[Stored data entries]
□ □ □ □

//! End-to-end engine tests over the in-memory store.

use crate::test_helpers::{AWAIT_SCRIPT, EXPORT, TestEngine};
use eyre::{bail, ensure};
use rstest::{fixture, rstest};
use serde_json::json;
use std::time::Duration;
use tasklane::config::EngineConfig;
use tasklane::task::{
    domain::{RunnerType, Task, TaskId, TaskStatus},
    services::{CreateTaskRequest, ResumeRequest, sign_continuation},
};

#[fixture]
fn engine() -> TestEngine {
    TestEngine::new(EngineConfig::default()).expect("engine should wire")
}

async fn create_system_export(engine: &TestEngine) -> eyre::Result<Task> {
    Ok(engine
        .lifecycle
        .create(
            CreateTaskRequest::new(EXPORT, "42", "report")
                .with_runner_type(RunnerType::System)
                .with_input(json!({"format": "csv"})),
        )
        .await?)
}

/// Polls the store until the task reaches `status` or the deadline passes.
async fn wait_for_status(
    engine: &TestEngine,
    id: TaskId,
    status: TaskStatus,
) -> eyre::Result<Task> {
    for _ in 0..200 {
        let task = engine.reload(id).await?;
        if task.status() == status {
            return Ok(task);
        }
        tokio::time::sleep(Duration::from_millis(10)).await;
    }
    bail!("task {id} never reached {status}")
}

#[rstest]
#[tokio::test(flavor = "multi_thread")]
async fn export_task_reports_progress_then_succeeds(engine: TestEngine) -> eyre::Result<()> {
    let task = create_system_export(&engine).await?;

    let tick = engine.scheduler.tick().await?;
    ensure!(tick.report.dispatched == 1);
    ensure!(engine.reload(task.id()).await?.status() == TaskStatus::Running);

    engine.open_gate();
    tick.settled().await;

    let settled = engine.reload(task.id()).await?;
    ensure!(settled.status() == TaskStatus::Success);
    ensure!(settled.progress().value() == 100);
    ensure!(settled.output() == Some(&json!({"ok": true, "format": "csv"})));
    ensure!(engine.callback.applied() == vec![(task.id(), json!({"ok": true, "format": "csv"}))]);
    Ok(())
}

#[rstest]
#[tokio::test(flavor = "multi_thread")]
async fn periodic_scheduler_drains_the_queue() -> eyre::Result<()> {
    let engine = TestEngine::new(
        EngineConfig::default()
            .with_concurrency_limit(2)
            .with_tick_interval(Duration::from_millis(20)),
    )?;
    engine.open_gate();
    let mut ids = Vec::new();
    for _ in 0..5 {
        ids.push(create_system_export(&engine).await?.id());
    }

    let driver = std::sync::Arc::clone(&engine.scheduler).spawn_periodic();
    for id in &ids {
        wait_for_status(&engine, *id, TaskStatus::Success).await?;
    }
    driver.abort();

    ensure!(engine.callback.applied().len() == 5);
    Ok(())
}

#[rstest]
#[tokio::test(flavor = "multi_thread")]
async fn startup_recovery_requeues_interrupted_tasks(engine: TestEngine) -> eyre::Result<()> {
    let task = create_system_export(&engine).await?;
    let stalled = engine.scheduler.tick().await?;
    ensure!(stalled.report.dispatched == 1);
    // A restart abandons the in-flight handler.
    drop(stalled);

    let reset = engine.lifecycle.reset_all().await?;
    ensure!(reset == 1);
    ensure!(engine.reload(task.id()).await?.status() == TaskStatus::Pending);

    engine.open_gate();
    engine.scheduler.tick().await?.settled().await;
    ensure!(engine.reload(task.id()).await?.status() == TaskStatus::Success);
    Ok(())
}

#[rstest]
#[tokio::test(flavor = "multi_thread")]
async fn suspended_export_resumes_from_signed_continuation(
    engine: TestEngine,
) -> eyre::Result<()> {
    let task = engine
        .lifecycle
        .create(
            CreateTaskRequest::new(EXPORT, "42", "report")
                .with_script_name(AWAIT_SCRIPT)
                .with_input(json!({"secret": "shared-key"})),
        )
        .await?;
    let waiting = engine.scheduler.run_now(task.id()).await?;
    ensure!(waiting.status() == TaskStatus::Waiting);
    ensure!(waiting.continuation_secret() == Some("shared-key"));

    let payload = r#"{"code":0,"data":{"url":"https://files.example/42.csv"}}"#;
    let signature = sign_continuation("shared-key", task.id(), payload)?;
    let resumed = engine
        .resolver
        .resume(ResumeRequest::new(task.id(), payload).with_signature(signature))
        .await?;

    ensure!(resumed.status() == TaskStatus::Success);
    ensure!(
        engine.callback.applied()
            == vec![(task.id(), json!({"url": "https://files.example/42.csv"}))]
    );
    Ok(())
}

□ □ □ □

■ Assignment: Copy out every line of the data that includes the word "Result".

■ Exercise output:
async fn create_system_export(engine: &TestEngine) -> eyre::Result<Task> {
) -> eyre::Result<Task> {
async fn export_task_reports_progress_then_succeeds(engine: TestEngine) -> eyre::Result<()> {
async fn periodic_scheduler_drains_the_queue() -> eyre::Result<()> {
async fn startup_recovery_requeues_interrupted_tasks(engine: TestEngine) -> eyre::Result<()> {
) -> eyre::Result<()> {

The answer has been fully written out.